Trypanosomiasis or trypanosomosis is the name of several diseases in vertebrates caused by parasitic protozoan trypanosomes of the genus Trypanosoma. In humans this includes African trypanosomiasis and Chagas disease (American trypanosomiasis). A number of other diseases occur in other animals.

African trypanosomiasis in humans, which is caused by either Trypanosoma brucei gambiense or Trypanosoma brucei rhodesiense, is presently estimated to threaten over 40 million people in sub-Saharan Africa, especially in rural areas and populations affected by war or poverty. However, only 1.5 million people are estimated to live in areas at moderate or high risk, and for over 20 years the number of cases has been going down due to systematic surveillance and control efforts: in 1998 almost 40,000 cases were reported but almost 300,000 cases were suspected to have occurred; in 2009, the number dropped below 10,000; and in 2018 it dropped below 1000, and it has remained under that number ever since.

Chagas disease causes 21,000 deaths per year mainly in Latin America.

==Signs and symptoms==
The tsetse fly bite erupts into a red chancre sore and within a few weeks, the person can experience fever, swollen lymph glands, blood in urine, aching muscles and joints, headaches and irritability.
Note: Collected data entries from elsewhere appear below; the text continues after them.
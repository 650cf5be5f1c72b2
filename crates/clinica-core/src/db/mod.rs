//! SQLite store for patients and their dependent records.
//!
//! One module per table; every operation is a method on [`Database`].

mod schema;
mod patients;
mod appointments;
mod treatments;
mod medications;

pub use schema::*;
#[allow(unused_imports)]
pub use patients::*;
#[allow(unused_imports)]
pub use appointments::*;
#[allow(unused_imports)]
pub use treatments::*;
#[allow(unused_imports)]
pub use medications::*;

use rusqlite::Connection;
use std::path::Path;
use thiserror::Error;

/// Database errors.
#[derive(Error, Debug)]
pub enum DbError {
    #[error("SQLite error: {0}")]
    Sqlite(#[from] rusqlite::Error),

    #[error("Record not found: {0}")]
    NotFound(String),
}

pub type DbResult<T> = Result<T, DbError>;

/// Database connection wrapper.
pub struct Database {
    conn: Connection,
}

impl Database {
    /// Open database at path, creating if needed.
    pub fn open<P: AsRef<Path>>(path: P) -> DbResult<Self> {
        let conn = Connection::open(path)?;
        let db = Self { conn };
        db.initialize()?;
        Ok(db)
    }

    /// Create in-memory database (for testing).
    pub fn open_in_memory() -> DbResult<Self> {
        let conn = Connection::open_in_memory()?;
        let db = Self { conn };
        db.initialize()?;
        Ok(db)
    }

    /// Initialize schema.
    fn initialize(&self) -> DbResult<()> {
        self.conn.execute_batch(SCHEMA)?;
        Ok(())
    }

    /// Get raw connection (for advanced queries).
    pub fn conn(&self) -> &Connection {
        &self.conn
    }
}

#[cfg(test)]
mod tests {
    use super::*;

    #[test]
    fn test_open_in_memory() {
        let db = Database::open_in_memory();
        assert!(db.is_ok());
    }

    #[test]
    fn test_schema_initialized() {
        let db = Database::open_in_memory().unwrap();

        // Check that tables exist
        let tables: Vec<String> = db
            .conn()
            .prepare("SELECT name FROM sqlite_master WHERE type='table' ORDER BY name")
            .unwrap()
            .query_map([], |row| row.get(0))
            .unwrap()
            .filter_map(|r| r.ok())
            .collect();

        assert!(tables.contains(&"pacientes".to_string()));
        assert!(tables.contains(&"citas".to_string()));
        assert!(tables.contains(&"tratamientos".to_string()));
        assert!(tables.contains(&"medicamentos".to_string()));
    }

    #[test]
    fn test_open_file_backed() {
        let dir = tempfile::tempdir().unwrap();
        let path = dir.path().join("clinica.db");

        let db = Database::open(&path).unwrap();
        drop(db);

        // Reopening an existing file keeps the schema usable
        let db = Database::open(&path);
        assert!(db.is_ok());
    }
}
In the first phase, the patient has only intermittent bouts of fever with lymphadenopathy together with other non-specific signs and symptoms. The second stage of the disease is marked by involvement of the central nervous system with extensive neurological effects like changes in personality, alteration of the biological clock (the circadian rhythm), confusion, slurred speech, seizures and difficulty in walking and talking. These problems can develop over many years and if not treated, the person dies. It is common in Subsaharan Africa.

==Diagnosis==
Cattle may show enlarged lymph nodes and internal organs. Haemolytic anaemia is a characteristic sign. Systemic disease and reproductive wastage are common, and cattle appear to waste away.
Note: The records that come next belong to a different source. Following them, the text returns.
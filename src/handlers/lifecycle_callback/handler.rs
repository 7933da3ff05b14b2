use super::callback::LifecycleCallback;
use crate::component::ComponentManager;
use crate::constants::elements;
use crate::error::CallbackError;
use crate::handlers::Handler;
use crate::logging::log_handler_operation;
use crate::metadata::{ComponentMetadata, LifecycleCallbackMetadata};
use crate::state_machine::{ComponentState, StateTransition};
use crate::value::Dictionary;
use parking_lot::{Mutex, RwLock};
use std::any::Any;
use std::sync::{Arc, Weak};
use tracing::{debug, error, warn};

#[derive(Debug, Default)]
struct CallbackState {
    callbacks: Vec<LifecycleCallback>,
    /// Last state seen, for edge-triggered matching
    state: ComponentState,
}

/// Handler calling component methods on declared transitions
#[derive(Debug)]
pub struct LifecycleCallbackHandler {
    this: Weak<LifecycleCallbackHandler>,
    manager: RwLock<Weak<ComponentManager>>,
    inner: Mutex<CallbackState>,
}

impl LifecycleCallbackHandler {
    pub const NAME: &'static str = "lifecycle_callback";

    pub fn new() -> Arc<Self> {
        Arc::new_cyclic(|this| Self {
            this: this.clone(),
            manager: RwLock::new(Weak::new()),
            inner: Mutex::new(CallbackState::default()),
        })
    }

    pub fn callbacks(&self) -> Vec<LifecycleCallback> {
        self.inner.lock().callbacks.clone()
    }

    /// State the handler last observed
    pub fn tracked_state(&self) -> ComponentState {
        self.inner.lock().state
    }
}

impl Handler for LifecycleCallbackHandler {
    fn name(&self) -> &'static str {
        Self::NAME
    }

    fn configure(
        &self,
        manager: &Arc<ComponentManager>,
        metadata: &ComponentMetadata,
        _configuration: &Dictionary,
    ) {
        *self.manager.write() = Arc::downgrade(manager);

        let mut callbacks = Vec::new();
        for element in metadata.element().elements(elements::CALLBACK) {
            let declared = match LifecycleCallbackMetadata::from_element(element) {
                Ok(declared) => declared,
                Err(e) => {
                    error!(
                        component = %metadata.class_name(),
                        error = %e,
                        "Ignoring malformed callback"
                    );
                    continue;
                }
            };
            let callback = LifecycleCallback::resolve(declared, manager.component_type());
            if !callback.is_resolved() {
                warn!(
                    component = %metadata.class_name(),
                    method = %callback.method(),
                    "Callback method not found in the implementation"
                );
            }
            callbacks.push(callback);
        }

        let count = callbacks.len();
        *self.inner.lock() = CallbackState {
            callbacks,
            state: ComponentState::Invalid,
        };

        if count == 0 {
            return;
        }
        if let Some(this) = self.this.upgrade() {
            manager.register(this);
        }
        log_handler_operation(
            "configure",
            metadata.class_name(),
            Self::NAME,
            "registered",
            Some(&format!("{count} callbacks")),
        );
    }

    fn start(&self) {}

    fn stop(&self) {
        self.inner.lock().state = ComponentState::Invalid;
    }

    fn state_changed(&self, state: ComponentState) {
        // Track the new state before any callback can start a nested transition
        let (transition, callbacks) = {
            let mut inner = self.inner.lock();
            let transition = StateTransition::new(inner.state, state);
            inner.state = state;
            (transition, inner.callbacks.clone())
        };

        if let Some(manager) = self.manager.read().upgrade() {
            for callback in callbacks.iter().filter(|c| c.matches(&transition)) {
                debug!(
                    component = %manager.class_name(),
                    method = %callback.method(),
                    "Calling lifecycle callback"
                );
                match callback.call(&manager) {
                    Ok(()) => {}
                    Err(CallbackError::NotFound { method }) => error!(
                        component = %manager.class_name(),
                        method = %method,
                        "Cannot call the callback: method not found"
                    ),
                    Err(CallbackError::Inaccessible { method }) => error!(
                        component = %manager.class_name(),
                        method = %method,
                        "Cannot call the callback: method not accessible"
                    ),
                    Err(CallbackError::Failed { method, cause }) => error!(
                        component = %manager.class_name(),
                        method = %method,
                        error = %cause,
                        "The callback failed"
                    ),
                }
            }
        }
    }

    fn into_any(self: Arc<Self>) -> Arc<dyn Any + Send + Sync> {
        self
    }
}

#[cfg(test)]
mod tests {
    use super::*;
    use crate::component::{ComponentType, PlatformContext};
    use crate::metadata::Element;
    use crate::registry::{InMemoryConfigurationHost, InMemoryServiceRegistry};
    use serde_json::json;
    use std::sync::atomic::{AtomicUsize, Ordering};

    fn callback(initial: &str, final_state: &str, method: &str) -> Element {
        Element::new("callback")
            .with_attribute("initial", initial)
            .with_attribute("final", final_state)
            .with_attribute("method", method)
    }

    fn setup(
        callbacks: Vec<Element>,
        component_type: ComponentType,
    ) -> (Arc<ComponentManager>, Arc<LifecycleCallbackHandler>) {
        let mut builder = ComponentMetadata::builder("com.acme.Impl");
        for element in callbacks {
            builder = builder.element(element);
        }
        let context = PlatformContext::new(
            Arc::new(InMemoryServiceRegistry::new()),
            Arc::new(InMemoryConfigurationHost::new()),
        );
        let manager = ComponentManager::new(builder.build(), component_type, context);
        let handler = LifecycleCallbackHandler::new();
        manager.configure(vec![handler.clone() as Arc<dyn Handler>], &Dictionary::new());
        (manager, handler)
    }

    fn counter() -> (Arc<AtomicUsize>, impl Fn(&ComponentManager) -> anyhow::Result<()>) {
        let count = Arc::new(AtomicUsize::new(0));
        let inner = count.clone();
        (count, move |_: &ComponentManager| {
            inner.fetch_add(1, Ordering::SeqCst);
            Ok(())
        })
    }

    #[test]
    fn test_no_callbacks_means_dormant() {
        let (manager, handler) = setup(Vec::new(), ComponentType::new("com.acme.Impl"));
        assert!(manager.handler_names().is_empty());
        assert!(handler.callbacks().is_empty());
    }

    #[test]
    fn test_activation_fires_once() {
        let (count, body) = counter();
        let (manager, handler) = setup(
            vec![callback("INVALID", "VALID", "onActivate")],
            ComponentType::new("com.acme.Impl").with_method("onActivate", body),
        );

        manager.start();
        assert_eq!(count.load(Ordering::SeqCst), 1);

        // VALID -> VALID does not match INVALID -> VALID
        handler.state_changed(ComponentState::Valid);
        assert_eq!(count.load(Ordering::SeqCst), 1);

        manager.set_state(ComponentState::Invalid);
        manager.set_state(ComponentState::Valid);
        assert_eq!(count.load(Ordering::SeqCst), 2);
    }

    #[test]
    fn test_failures_do_not_stop_siblings() {
        let (count, body) = counter();
        let component_type = ComponentType::new("com.acme.Impl")
            .with_method("fails", |_| Err(anyhow::anyhow!("boom")))
            .with_method("panics", |_| panic!("kaboom"))
            .with_private_method("hidden", |_| Ok(()))
            .with_method("counts", body);
        let (manager, handler) = setup(
            vec![
                callback("INVALID", "VALID", "missing"),
                callback("INVALID", "VALID", "fails"),
                callback("INVALID", "VALID", "panics"),
                callback("INVALID", "VALID", "hidden"),
                callback("INVALID", "VALID", "counts"),
            ],
            component_type,
        );

        manager.start();
        assert_eq!(manager.state(), ComponentState::Valid);
        assert_eq!(count.load(Ordering::SeqCst), 1);
        assert_eq!(handler.tracked_state(), ComponentState::Valid);
    }

    #[test]
    fn test_instance_callback_reaches_fields() {
        let (manager, _) = setup(
            vec![callback("VALID", "INVALID", "onDeactivate")],
            ComponentType::new("com.acme.Impl").with_method("onDeactivate", |m| {
                m.set_field("m_active", json!(false));
                Ok(())
            }),
        );

        manager.start();
        assert_eq!(manager.get_field("m_active"), None);
        manager.set_state(ComponentState::Invalid);
        assert_eq!(manager.get_field("m_active"), Some(json!(false)));
    }

    #[test]
    fn test_static_callback() {
        let fired = Arc::new(AtomicUsize::new(0));
        let inner = fired.clone();
        let element = callback("INVALID", "VALID", "boot").with_attribute("isStatic", "true");
        let (manager, _) = setup(
            vec![element],
            ComponentType::new("com.acme.Impl").with_static_method("boot", move || {
                inner.fetch_add(1, Ordering::SeqCst);
                Ok(())
            }),
        );
        manager.start();
        assert_eq!(fired.load(Ordering::SeqCst), 1);
    }

    #[test]
    fn test_stop_resets_tracked_state() {
        let (count, body) = counter();
        let (manager, handler) = setup(
            vec![callback("INVALID", "VALID", "onActivate")],
            ComponentType::new("com.acme.Impl").with_method("onActivate", body),
        );
        manager.start();
        manager.stop();
        assert_eq!(handler.tracked_state(), ComponentState::Invalid);

        manager.start();
        assert_eq!(count.load(Ordering::SeqCst), 2);
    }

    #[test]
    fn test_callback_revoking_validity_keeps_tracking_current() {
        let runs = Arc::new(AtomicUsize::new(0));
        let inner = runs.clone();
        let (manager, handler) = setup(
            vec![callback("INVALID", "VALID", "onActivate")],
            ComponentType::new("com.acme.Impl").with_method("onActivate", move |m| {
                if inner.fetch_add(1, Ordering::SeqCst) == 0 {
                    m.set_state(ComponentState::Invalid);
                }
                Ok(())
            }),
        );

        manager.start();
        assert_eq!(manager.state(), ComponentState::Invalid);
        assert_eq!(handler.tracked_state(), ComponentState::Invalid);
        assert_eq!(runs.load(Ordering::SeqCst), 1);

        manager.set_state(ComponentState::Valid);
        assert_eq!(runs.load(Ordering::SeqCst), 2);
        assert_eq!(handler.tracked_state(), ComponentState::Valid);
    }
}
Horses with dourine show signs of ventral and genital edema and urticaria.

Infected dogs and cats may show severe systemic signs.

Diagnosis relies on recognition of the flagellate on a blood smear. Motile organisms may be visible in the buffy coat when a blood sample is spun down. Serological testing is also common.

One common way in which trypanosomiasis can be diagnosed in humans is through the detection of antibodies against trypanosomes made by host organisms. One commonly used antibody test which operated based on this principle is the card agglutination test, C.A.T.T. for T. gambiense. In this test, reagent is mixed with blood and shaken. Within a matter of minutes, a researcher or public health professional can determine whether someone has made these antibodies and therefore is infected with trypanosomes. Regarding the accuracy of this test, it is reported to have an 87 to 98 percent sensitivity rating.

Another way to diagnose trypanosomiasis in humans is to detect the trypanosome protozoans themselves. One way to do this would be to use lymph node aspirate. In this test, which has a sensitivity of between 40 and 80 percent, a healthcare worker will first find a cervical lymph node which is enlarged. Once the healthcare worker has punctured that lymph node, its aspirate is examined under a microscope for trypanosomes to confirm diagnosis.

==Prevention==

The use of trypanotolerant breeds for livestock farming should be considered if the disease is widespread. Fly control is another option but is difficult to implement. The main approaches to controlling African trypanosomiasis are to reduce the reservoirs of infection and the presence of the tsetse fly. Screening of people at risk helps identify patients at an early stage. Diagnosis should be made as early as possible and before the advanced stage to avoid complicated, difficult and risky treatment procedures.

==Treatment==
Stage I of the condition is usually treated with pentamidine or suramin through intramuscular injection or intravenous infusion if sufficient observation is possible. Stage II of the disease is typically treated with melarsoprol or eflornithine preferably introduced to the body intravenously. Both pentamidine and suramin have limited side effects. Melarsoprol is extremely effective but has many serious side effects which can cause neurological damage to a patient, however, the drug is often a patient's last hope in many late stage cases. Eflornithine is extremely expensive but has side effects that may be treated with ease. In regions of the world where the disease is common eflornithine is provided for free by the World Health Organization.

== Epidemiology ==
Trypanosomes and trypanosomiasis disease is transmitted through the tsetse fly. As many as 90 percent of sleeping sickness cases are caused by the Glossina fuscipes subspecies of the fly. The palpalis subspecies contributes the majority of the rest of the cases.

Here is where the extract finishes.